For how to convert async callback APIs into coroutine-based "synchronous" APIs, take a look at https://github.com/luvit/lit/blob/master/deps/coro-channel.lua

Other benefits include being able to call multiple STT (server tick thread) methods from the same computer, since they'd all be async calls and use callbacks for completion (as opposed to stalling the whole OC computer for a whole tick).

magik6k commented 7 years ago

When Disk IO is done, the computers yield giving time to other computers, the blocking is async under the hood. Async calls might speed things up, but IMO optimizing things in Lua should be a the way to go. You can use unmanaged drives for fast data access, yes it's more difficult, that's why they are faster.

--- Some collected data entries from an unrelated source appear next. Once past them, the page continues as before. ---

//! Fetch controller — URL → debounce → request → decode → published state.
//!
//! The controller never touches the network itself.  [`FetchController::poll`]
//! hands out a [`FetchRequest`]; whoever performs it reports back through
//! [`FetchController::complete`] with the request's generation.  Only the
//! latest generation is applied, so a superseded response is simply dropped.

use std::time::{Duration, Instant};

use thiserror::Error;

use super::debounce::Debouncer;
use super::observable::{Published, SubscriptionId};
use super::schema::{self, ViewDocument};
use super::status::Status;

/// Document location used when nothing else is configured.
pub const DEFAULT_URL: &str = "https://pryaniky.com/static/json/sample.json";

/// Quiet period after the last URL edit before a fetch is issued.
pub const DEBOUNCE_WINDOW: Duration = Duration::from_millis(300);

/// No usable response body.
#[derive(Debug, Clone, Error, PartialEq, Eq)]
pub enum TransportError {
    #[error("request to {url} failed: {reason}")]
    Request { url: String, reason: String },
    #[error("empty response body from {url}")]
    EmptyBody { url: String },
}

#[derive(Debug, Clone, Copy, PartialEq, Eq, Default)]
pub enum FetchPhase {
    #[default]
    Idle,
    Fetching {
        generation: u64,
    },
}

/// A document request for the transport to perform.
#[derive(Debug, Clone, PartialEq, Eq)]
pub struct FetchRequest {
    pub generation: u64,
    pub url: String,
}

/// How a fetch cycle ended.
#[derive(Debug, Clone, Copy, PartialEq, Eq)]
pub enum FetchOutcome {
    Decoded,
    DecodeFailed,
    TransportFailed,
    EmptyInput,
}

impl FetchOutcome {
    pub fn status(self) -> Status {
        match self {
            FetchOutcome::Decoded => Status::Success,
            FetchOutcome::DecodeFailed | FetchOutcome::TransportFailed => Status::Fail,
            FetchOutcome::EmptyInput => Status::Empty,
        }
    }
}

pub struct FetchController {
    url: String,
    debouncer: Debouncer<String>,
    phase: FetchPhase,
    generation: u64,
    document: Published<ViewDocument>,
    status: Published<Status>,
}

impl FetchController {
    pub fn new(window: Duration) -> Self {
        Self {
            url: String::new(),
            debouncer: Debouncer::new(window),
            phase: FetchPhase::Idle,
            generation: 0,
            document: Published::new(ViewDocument::empty()),
            status: Published::new(Status::Empty),
        }
    }

    pub fn url(&self) -> &str {
        &self.url
    }

    pub fn phase(&self) -> FetchPhase {
        self.phase
    }

    pub fn document(&self) -> &ViewDocument {
        self.document.get()
    }

    pub fn status(&self) -> Status {
        *self.status.get()
    }

    pub fn subscribe_document<F>(&mut self, f: F) -> SubscriptionId
    where
        F: FnMut(&ViewDocument) + Send + 'static,
    {
        self.document.subscribe(f)
    }

    pub fn subscribe_status<F>(&mut self, f: F) -> SubscriptionId
    where
        F: FnMut(&Status) + Send + 'static,
    {
        self.status.subscribe(f)
    }

    pub fn unsubscribe_document(&mut self, id: SubscriptionId) {
        self.document.unsubscribe(id);
    }

    pub fn unsubscribe_status(&mut self, id: SubscriptionId) {
        self.status.unsubscribe(id);
    }

    /// The URL changed.  Restarts the debounce window.
    pub fn set_url(&mut self, url: impl Into<String>, now: Instant) {
        self.url = url.into();
        self.debouncer.touch(self.url.clone(), now);
    }

    pub fn next_deadline(&self) -> Option<Instant> {
        self.debouncer.deadline()
    }

    /// Fire the debounced URL if its window has elapsed.
    ///
    /// An empty URL settles immediately as [`FetchOutcome::EmptyInput`] and
    /// produces no request.
    pub fn poll(&mut self, now: Instant) -> Option<FetchRequest> {
        let url = self.debouncer.poll(now)?;
        self.generation = self.generation.wrapping_add(1);

        if url.is_empty() {
            self.finish(FetchOutcome::EmptyInput, ViewDocument::empty());
            return None;
        }

        self.phase = FetchPhase::Fetching {
            generation: self.generation,
        };
        tracing::debug!(generation = self.generation, %url, "fetch: requesting document");
        Some(FetchRequest {
            generation: self.generation,
            url,
        })
    }

    /// Apply a transport result.  Returns `None` for a superseded request.
    pub fn complete(
        &mut self,
        generation: u64,
        body: Result<Vec<u8>, TransportError>,
    ) -> Option<FetchOutcome> {
        if generation != self.generation {
            tracing::debug!(generation, current = self.generation, "fetch: dropping stale response");
            return None;
        }

        let outcome = match body {
            Err(e) => {
                tracing::warn!("fetch: {e}");
                self.finish(FetchOutcome::TransportFailed, ViewDocument::empty());
                FetchOutcome::TransportFailed
            }
            Ok(bytes) => match schema::decode(&bytes) {
                Ok(doc) => {
                    tracing::info!(
                        widgets = doc.view.len(),
                        entries = doc.data.len(),
                        "fetch: document decoded"
                    );
                    self.finish(FetchOutcome::Decoded, doc);
                    FetchOutcome::Decoded
                }
                Err(e) => {
                    tracing::warn!("fetch: {e}");
                    self.finish(FetchOutcome::DecodeFailed, ViewDocument::empty());
                    FetchOutcome::DecodeFailed
                }
            },
        };
        Some(outcome)
    }

    fn finish(&mut self, outcome: FetchOutcome, document: ViewDocument) {
        self.phase = FetchPhase::Idle;
        self.document.set(document);
        self.status.set(outcome.status());
    }
}

impl Default for FetchController {
    fn default() -> Self {
        Self::new(DEBOUNCE_WINDOW)
    }
}

#[cfg(test)]
mod tests {
    use super::*;
    use std::sync::{Arc, Mutex};

    const DOC: &[u8] = br#"{"data":[{"name":"a","data":{"text":"hi"}}],"view":["a"]}"#;

    fn settle(c: &mut FetchController, url: &str) -> Option<FetchRequest> {
        let t0 = Instant::now();
        c.set_url(url, t0);
        c.poll(t0 + DEBOUNCE_WINDOW)
    }

    #[test]
    fn nothing_happens_inside_the_window() {
        let mut c = FetchController::default();
        let t0 = Instant::now();
        c.set_url("http://x", t0);
        assert_eq!(c.poll(t0 + Duration::from_millis(100)), None);
        assert_eq!(c.phase(), FetchPhase::Idle);
        assert_eq!(c.next_deadline(), Some(t0 + DEBOUNCE_WINDOW));
    }

    #[test]
    fn successful_fetch_publishes_document_and_success() {
        let mut c = FetchController::default();
        let req = settle(&mut c, "http://x/doc.json").expect("request");
        assert_eq!(req.url, "http://x/doc.json");
        assert!(matches!(c.phase(), FetchPhase::Fetching { .. }));

        let outcome = c.complete(req.generation, Ok(DOC.to_vec()));
        assert_eq!(outcome, Some(FetchOutcome::Decoded));
        assert_eq!(c.status(), Status::Success);
        assert_eq!(c.document().view, vec!["a"]);
        assert_eq!(c.phase(), FetchPhase::Idle);
    }

    #[test]
    fn empty_url_settles_without_a_request() {
        let mut c = FetchController::default();
        let req = settle(&mut c, "http://x").expect("request");
        c.complete(req.generation, Ok(DOC.to_vec()));

        assert_eq!(settle(&mut c, ""), None);
        assert_eq!(c.status(), Status::Empty);
        assert_eq!(*c.document(), ViewDocument::empty());
        assert_eq!(c.phase(), FetchPhase::Idle);
    }

    #[test]
    fn malformed_body_fails_and_resets_document() {
        let mut c = FetchController::default();
        let req = settle(&mut c, "http://x").expect("request");
        c.complete(req.generation, Ok(DOC.to_vec()));
        assert_eq!(c.document().data.len(), 1);

        let req = settle(&mut c, "http://x/broken").expect("request");
        let outcome = c.complete(req.generation, Ok(b"<html>404</html>".to_vec()));
        assert_eq!(outcome, Some(FetchOutcome::DecodeFailed));
        assert_eq!(c.status(), Status::Fail);
        assert_eq!(*c.document(), ViewDocument::empty());
    }

    #[test]
    fn transport_error_is_indistinguishable_from_decode_error() {
        let mut c = FetchController::default();
        let req = settle(&mut c, "http://unreachable").expect("request");
        let outcome = c.complete(
            req.generation,
            Err(TransportError::Request {
                url: req.url.clone(),
                reason: "connection refused".into(),
            }),
        );
        assert_eq!(outcome, Some(FetchOutcome::TransportFailed));
        assert_eq!(c.status(), Status::Fail);
        assert_eq!(*c.document(), ViewDocument::empty());
    }

    #[test]
    fn stale_response_is_dropped() {
        let mut c = FetchController::default();
        let first = settle(&mut c, "http://slow").expect("first");
        let second = settle(&mut c, "http://fast").expect("second");

        assert_eq!(c.complete(second.generation, Ok(DOC.to_vec())), Some(FetchOutcome::Decoded));
        assert_eq!(c.complete(first.generation, Ok(b"garbage".to_vec())), None);
        assert_eq!(c.status(), Status::Success);
        assert_eq!(c.document().view, vec!["a"]);
    }

    #[test]
    fn empty_input_supersedes_in_flight_request() {
        let mut c = FetchController::default();
        let req = settle(&mut c, "http://slow").expect("request");
        assert_eq!(settle(&mut c, ""), None);

        assert_eq!(c.complete(req.generation, Ok(DOC.to_vec())), None);
        assert_eq!(c.status(), Status::Empty);
    }

    #[test]
    fn observers_see_every_transition() {
        let statuses = Arc::new(Mutex::new(Vec::new()));
        let mut c = FetchController::default();
        let sink = Arc::clone(&statuses);
        c.subscribe_status(move |s| sink.lock().unwrap().push(*s));

        let req = settle(&mut c, "http://x").expect("request");
        c.complete(req.generation, Ok(DOC.to_vec()));
        let req = settle(&mut c, "http://x").expect("request");
        c.complete(req.generation, Ok(b"{}".to_vec()));
        settle(&mut c, "");

        assert_eq!(
            *statuses.lock().unwrap(),
            vec![Status::Empty, Status::Success, Status::Fail, Status::Empty]
        );
    }
}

You can also bump call budgets in config if you feel your computers are too slow and you are unable/unwilling to optimize your programs.

SoniEx2 commented 7 years ago

But I need to be able to play multiple noteblock notes using a "synchronous" (read: blocks the OC computer until next tick) method.

SoniEx2 commented 7 years ago

Real computer:

  1. Ask drive for data
  2. Do other tasks
  3. On interrupt, finish I/O task

OC:

  1. Ask drive for data
  2. Block
  3. Resume

Any chance you can get that fixed? Or is it intended that I need to build 100 OC computers and give each of them a "synchronous" main thread task to get anything resembling a real computer?

magik6k commented 7 years ago

Have you considered other options like syncing multiple computers/uCs / using bundled redstone?

OC is using blocking calls because it:

SoniEx2 commented 7 years ago

Coroutine wrappers are just as simple on the Lua side.

Yeah I'll just get a NAS, network attached server. all blocking calls go to the NAS, and I wait for the NAS to give me an interrupt.

skyem123 commented 7 years ago

Having more stuff be async would be interesting but probably counterproductive as it would add more overhead. I feel like it would be a waste of effort on both OC code and user code.

SoniEx2 commented 7 years ago

But it would let server-thread noteblocks work with a single computer playing them. Also, this is the closest to real-time mode you can get, without going real-time mode.